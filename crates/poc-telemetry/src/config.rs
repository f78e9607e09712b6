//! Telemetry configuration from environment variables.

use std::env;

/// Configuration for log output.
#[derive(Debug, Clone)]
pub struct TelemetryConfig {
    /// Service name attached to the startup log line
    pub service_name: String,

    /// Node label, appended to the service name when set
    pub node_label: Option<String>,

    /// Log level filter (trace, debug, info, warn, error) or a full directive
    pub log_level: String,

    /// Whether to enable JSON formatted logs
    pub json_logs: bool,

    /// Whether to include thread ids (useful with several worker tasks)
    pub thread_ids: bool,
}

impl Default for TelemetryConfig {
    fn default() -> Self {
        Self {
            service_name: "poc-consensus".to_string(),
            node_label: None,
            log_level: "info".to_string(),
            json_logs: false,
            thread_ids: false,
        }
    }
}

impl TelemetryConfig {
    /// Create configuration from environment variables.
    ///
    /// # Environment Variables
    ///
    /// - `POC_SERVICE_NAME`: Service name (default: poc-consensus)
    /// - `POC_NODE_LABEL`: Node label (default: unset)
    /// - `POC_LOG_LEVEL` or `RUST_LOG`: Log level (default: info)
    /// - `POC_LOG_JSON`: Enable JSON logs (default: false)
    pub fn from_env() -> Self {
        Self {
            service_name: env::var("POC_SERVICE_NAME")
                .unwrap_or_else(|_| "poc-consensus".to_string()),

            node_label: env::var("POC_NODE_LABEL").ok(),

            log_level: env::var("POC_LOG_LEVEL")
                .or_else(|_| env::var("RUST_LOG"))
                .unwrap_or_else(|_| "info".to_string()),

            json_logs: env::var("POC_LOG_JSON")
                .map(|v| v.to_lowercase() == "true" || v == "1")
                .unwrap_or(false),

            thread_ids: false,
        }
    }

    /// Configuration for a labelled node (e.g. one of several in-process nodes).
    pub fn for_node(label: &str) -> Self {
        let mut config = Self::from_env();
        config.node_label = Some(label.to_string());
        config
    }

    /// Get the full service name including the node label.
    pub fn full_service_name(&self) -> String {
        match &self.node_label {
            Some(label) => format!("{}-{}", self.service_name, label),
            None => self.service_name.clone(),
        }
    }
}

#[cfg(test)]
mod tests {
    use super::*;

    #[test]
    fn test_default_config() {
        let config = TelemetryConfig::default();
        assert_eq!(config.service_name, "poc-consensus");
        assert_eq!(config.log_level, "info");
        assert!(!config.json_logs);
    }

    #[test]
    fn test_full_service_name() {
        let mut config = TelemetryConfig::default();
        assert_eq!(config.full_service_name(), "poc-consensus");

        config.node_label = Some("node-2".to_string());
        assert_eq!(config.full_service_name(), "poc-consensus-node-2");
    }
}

TASK INSTRUCTIONS:
Copy out the lines of the data where the string "Whether" occurs.

ANSWER AREA:
    /// Whether to enable JSON formatted logs
    /// Whether to include thread ids (useful with several worker tasks)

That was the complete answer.